This is a book about totally unlikeable people who kill a lot of other people and then kind of try to save the world-- but only because there's something in it for them. In the end they have good reasons for the people they kill in this story-- but this doesn't remedy the fact that nothing is done to make them likeable. The Sopranos made likeable and complex characters out of Tony, Silvio, and so many other people, but this book, IMO, does very little in that regard. On a more positive note, I did listen the whole way through, because I cared enough to see what happened in the end. If you're looking for action and danger and you're completely bored with character development, great... otherwise, keep shopping.
This was my first title by WIlliam Landay, and I thoroughly enjoyed it. the story got a bit predictable at times, but that's okay because it's true theme (how far should blind love and support go? What is "reasonable doubt"?) comes through loud and clear. I recommend this to anyone.
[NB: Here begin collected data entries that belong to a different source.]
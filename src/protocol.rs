//! Public request/response DTOs for the HTTP endpoints (serde ready).
//! Keep this small and stable to evolve backend and frontend independently.
//! Wire field names are camelCase throughout.

use std::collections::BTreeMap;

use serde::{Deserialize, Serialize};
use serde_json::Value;

use crate::domain::{Difficulty, HintData, MatchData};

/// Error body for every non-2xx response.
#[derive(Debug, Serialize)]
pub struct ErrorOut {
    pub error: String,
    #[serde(skip_serializing_if = "Option::is_none")]
    pub details: Option<String>,
}

#[derive(Serialize)]
pub struct HealthOut {
    pub ok: bool,
}

//
// generateChallenge
//

#[derive(Debug, Deserialize)]
#[serde(rename_all = "camelCase")]
pub struct GenerateChallengeIn {
    pub topic: String,
    pub real_world_context: String,
    pub difficulty: Difficulty,
    pub age_group: String,
    pub educator_id: String,
}

#[derive(Debug, Serialize)]
#[serde(rename_all = "camelCase")]
pub struct GenerateChallengeOut {
    pub success: bool,
    pub challenge_id: String,
    pub challenge: Value,
}

//
// matchStudentProblem
//

#[derive(Debug, Deserialize)]
#[serde(rename_all = "camelCase")]
pub struct MatchIn {
    pub student_query: String,
    pub student_id: String,
    pub grade_level: String,
}

#[derive(Debug, Serialize)]
pub struct MatchOut {
    pub success: bool,
    #[serde(rename = "match")]
    pub matched: MatchData,
    pub challenges: Vec<Value>,
}

//
// buildCurriculum
//

#[derive(Debug, Deserialize)]
#[serde(rename_all = "camelCase")]
pub struct CurriculumIn {
    pub parent_id: String,
    pub child_age: u32,
    pub child_grade: String,
    pub learning_goals: String,
    pub time_per_week: u32,
    pub interests: String,
}

#[derive(Debug, Serialize)]
#[serde(rename_all = "camelCase")]
pub struct CurriculumOut {
    pub success: bool,
    pub curriculum_id: String,
    pub curriculum: Value,
}

//
// generateHint
//

#[derive(Debug, Deserialize)]
#[serde(rename_all = "camelCase")]
pub struct HintIn {
    pub challenge_id: String,
    pub step_number: usize,
    pub student_work: String,
    pub hints_used: u32,
}

#[derive(Debug, Serialize)]
pub struct HintOut {
    pub success: bool,
    pub hint: HintData,
}

//
// generateBulkContent
//

#[derive(Debug, Serialize)]
pub struct BulkOut {
    pub success: bool,
    pub generated: usize,
    pub message: String,
}

//
// getUsageStats
//

#[derive(Debug, Serialize)]
#[serde(rename_all = "camelCase")]
pub struct UsageStatsOut {
    pub month: String,
    pub total_tokens: u64,
    pub estimated_cost: String,
    pub calls_by_function: BTreeMap<String, u64>,
    pub average_cost_per_call: String,
}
I loved William Landay's later book, "Defending Jacob", so was excited to get this one. I've gotten about 2 hours into it, and frankly I can't get up any excitement to listen to it anymore. For starters, it's a period piece set sometime in the 40's or 50's, and those usually don't do it for me. For seconds, it's about a bunch of brothers that I find completely unsavory, in a family that I don't like very much. The mystery is about a strangler of women that I've never met and have no connection to. At this point, I just don't care who killed them or what happens to this family, so I'm setting the book down. Sorry Mr. Landay.
The more I think about it... the more I like this book. I grew up in the South in the 60's and 70's, and find these scenarios spot-on with what my parents described to me from ten years prior. I was riveted throughout. Expertly narrated and completely absorbing.
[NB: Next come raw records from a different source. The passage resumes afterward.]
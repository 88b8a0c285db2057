//! Application state: document store, chat client, prompts, and topic bank.
//!
//! Built once at startup and passed into every handler through axum `State`,
//! so tests can assemble the same struct around fakes.

use std::sync::Arc;

use tracing::{info, instrument, warn};

use crate::config::{load_agent_config_from_env, Prompts};
use crate::domain::Topic;
use crate::error::AppError;
use crate::openai::{ChatApi, OpenAI};
use crate::seeds::seed_topics;
use crate::store::DocStore;

#[derive(Clone)]
pub struct AppState {
    pub store: Arc<DocStore>,
    pub chat: Option<Arc<dyn ChatApi>>,
    pub prompts: Prompts,
    pub topics: Vec<Topic>,
}

impl AppState {
    /// Build state from env: load config, pick the topic bank, init OpenAI.
    #[instrument(level = "info", skip_all)]
    pub fn new() -> Self {
        // Load TOML config if provided (prompts + optional topic bank).
        let cfg_opt = load_agent_config_from_env();
        let prompts = cfg_opt
            .as_ref()
            .map(|c| c.prompts.clone())
            .unwrap_or_default();
        let topics = cfg_opt
            .as_ref()
            .filter(|c| !c.topics.is_empty())
            .map(|c| c.topics.clone())
            .unwrap_or_else(seed_topics);
        info!(target: "content", topic_count = topics.len(), "Bulk topic bank ready");

        // Build optional OpenAI client (if API key present).
        let openai = OpenAI::from_env();
        match &openai {
            Some(oa) => {
                info!(target: "mathquest_backend", base_url = %oa.base_url, fast_model = %oa.fast_model, strong_model = %oa.strong_model, "OpenAI enabled.");
            }
            None => {
                warn!(target: "mathquest_backend", "OpenAI disabled (no OPENAI_API_KEY); model-backed endpoints will fail.");
            }
        }

        Self {
            store: Arc::new(DocStore::new()),
            chat: openai.map(|oa| Arc::new(oa) as Arc<dyn ChatApi>),
            prompts,
            topics,
        }
    }

    /// The chat client, or the defined "not configured" error.
    pub fn chat(&self) -> Result<&Arc<dyn ChatApi>, AppError> {
        self.chat.as_ref().ok_or(AppError::ModelUnavailable)
    }
}
//! Small utility helpers used across modules.

/// Very small and safe string templating.
/// Replaces occurrences of `{key}` in the template with provided values.
/// This is intentionally simple (no nested/conditional logic), so the JSON
/// format blocks inside prompt templates pass through untouched.
pub fn fill_template(tpl: &str, pairs: &[(&str, &str)]) -> String {
  let mut out = tpl.to_string();
  for (k, v) in pairs {
    let needle = format!("{{{}}}", k);
    out = out.replace(&needle, v);
  }
  out
}

/// Log-safe truncation for large strings.
/// Avoids spamming logs with huge prompt/response payloads.
/// The cut backs off to a char boundary so multibyte text cannot panic.
pub fn trunc_for_log(s: &str, max: usize) -> String {
  if s.len() <= max {
    return s.to_string();
  }
  let mut cut = max;
  while !s.is_char_boundary(cut) {
    cut -= 1;
  }
  format!("{}… ({} bytes total)", &s[..cut], s.len())
}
I thoroughly enjoyed this book! I"m actually trying to decide for myself just why I'm not giving it 5 stars... maybe because the "letter" format really did drive me crazy at times-- particularly at the beginning. About 1/4 of the way in, however, I was so engaged that the format did not matter as much. In fact, the format reminds the reader how much communication has changed in the past 70 years. The narrators of this book were fantastic.
I listened to this book with some trepidation; I am a former physician who left medicine to return to high school teaching, so Dr. Sax's book really rings important to me. The book addresses what I think is a very important topic, and often does so quite nicely. Dr. Sax makes very good points about ADD/ADHD drugs, both stimulant and non stimulant. He also raises excellent points about neurological development in boys and why the typical American school system may not be best for them. But he shifts later from supporting his ideas with scientific evidence to more of a "I know a kid who..." type case studies that he then generalizes far too much. I think as long as one goes into this book recognizing Dr. Sax's agenda (a push for same-sex education) and assesses the evidence for him/her self, this is a very worthwhile book. Just don't take every conclusion as gospel.
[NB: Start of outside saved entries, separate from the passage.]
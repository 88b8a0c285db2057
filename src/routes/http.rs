//! HTTP endpoint handlers. These are thin wrappers that forward to core logic.
//! Each handler is instrumented and logs parameters and basic result info.

use std::sync::Arc;
use axum::{extract::State, Json};
use tracing::{info, instrument};

use crate::error::AppError;
use crate::logic;
use crate::protocol::*;
use crate::state::AppState;

#[instrument(level = "info")]
pub async fn http_health() -> Json<HealthOut> { Json(HealthOut { ok: true }) }

#[instrument(level = "info", skip(state, body), fields(topic = %body.topic, difficulty = %body.difficulty))]
pub async fn http_generate_challenge(
  State(state): State<Arc<AppState>>,
  Json(body): Json<GenerateChallengeIn>,
) -> Result<Json<GenerateChallengeOut>, AppError> {
  let out = logic::generate_challenge(&state, body).await?;
  info!(target: "content", challenge_id = %out.challenge_id, "HTTP challenge generated");
  Ok(Json(out))
}

#[instrument(level = "info", skip(state, body), fields(student_id = %body.student_id, query_len = body.student_query.len()))]
pub async fn http_match_student_problem(
  State(state): State<Arc<AppState>>,
  Json(body): Json<MatchIn>,
) -> Result<Json<MatchOut>, AppError> {
  let out = logic::match_student_problem(&state, body).await?;
  info!(target: "content", candidates = out.challenges.len(), "HTTP student problem matched");
  Ok(Json(out))
}

#[instrument(level = "info", skip(state, body), fields(parent_id = %body.parent_id, child_age = body.child_age))]
pub async fn http_build_curriculum(
  State(state): State<Arc<AppState>>,
  Json(body): Json<CurriculumIn>,
) -> Result<Json<CurriculumOut>, AppError> {
  let out = logic::build_curriculum(&state, body).await?;
  info!(target: "content", curriculum_id = %out.curriculum_id, "HTTP curriculum built");
  Ok(Json(out))
}

#[instrument(level = "info", skip(state, body), fields(challenge_id = %body.challenge_id, step = body.step_number))]
pub async fn http_generate_hint(
  State(state): State<Arc<AppState>>,
  Json(body): Json<HintIn>,
) -> Result<Json<HintOut>, AppError> {
  let out = logic::generate_hint(&state, body).await?;
  info!(target: "content", "HTTP hint served");
  Ok(Json(out))
}

#[instrument(level = "info", skip(state))]
pub async fn http_generate_bulk_content(
  State(state): State<Arc<AppState>>,
) -> Result<Json<BulkOut>, AppError> {
  let out = logic::generate_bulk_content(&state).await?;
  info!(target: "content", generated = out.generated, "HTTP bulk content generated");
  Ok(Json(out))
}

#[instrument(level = "info", skip(state))]
pub async fn http_usage_stats(
  State(state): State<Arc<AppState>>,
) -> Result<Json<UsageStatsOut>, AppError> {
  let out = logic::usage_stats(&state).await?;
  info!(target: "content", month = %out.month, "HTTP usage stats served");
  Ok(Json(out))
}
Fantastic trilogy! Larsson's books are filled with characters that one doesn't get to meet every day, particularly in the U.S. The interpersonal relationships are fascinating, the personalities complex. the society refreshingly different. Prude Alert: this book includes sexual details that some might have a hard time with ( I wouldn't want my 12 year old reading this book!).
Read this book while preparing students for a trip to Turtle Island, Eustace Conway's preserve in NC. I totally enjoyed Elizabeth Gilbert's writing style, and gained tremendously from this understanding of Eustace. I have read reviews that discredit Ms. Gilbert's over-involvement with her subject; my take on this is that authors have been writing about people they know "too well" for years. It's a legitimate way to write, and it's the reader's job to decide just what bias this may give the author's story. this story is very well worth telling!
I am a forty-something science teacher who listened to this book on advice of some of my students. Enjoyed the plot, and enjoyed even more seeing what my brighter students are reading and how it relates to science. Many of the ideas have been said before, but not directly to this generation in this way. The story is a great distraction from everyday life, though the ending is fairly abrupt and too 'pat' for the intense plot that precedes it.
Wow. I had forgotten what a great writer Stephen King is! You think of 'horror', 'suspense', and 'supernatural thriller' with his name... but 'great writer' belongs in there too. I loved listening to the use of language in this book! It hooked me and drew me into the story, so that when things got a bit wierd, I had to slow down and listen in spurts so I wouldn't get too scared. A great choice!
This is a very good (but not great) book by RN Patterson. I thoroughly enjoyed it, though if you're a realist, some of the coincidences may be a problem for you. It definitely gives the listener a lot to reflect on regarding life purposes, worthwhile goals, and the nature of friendship.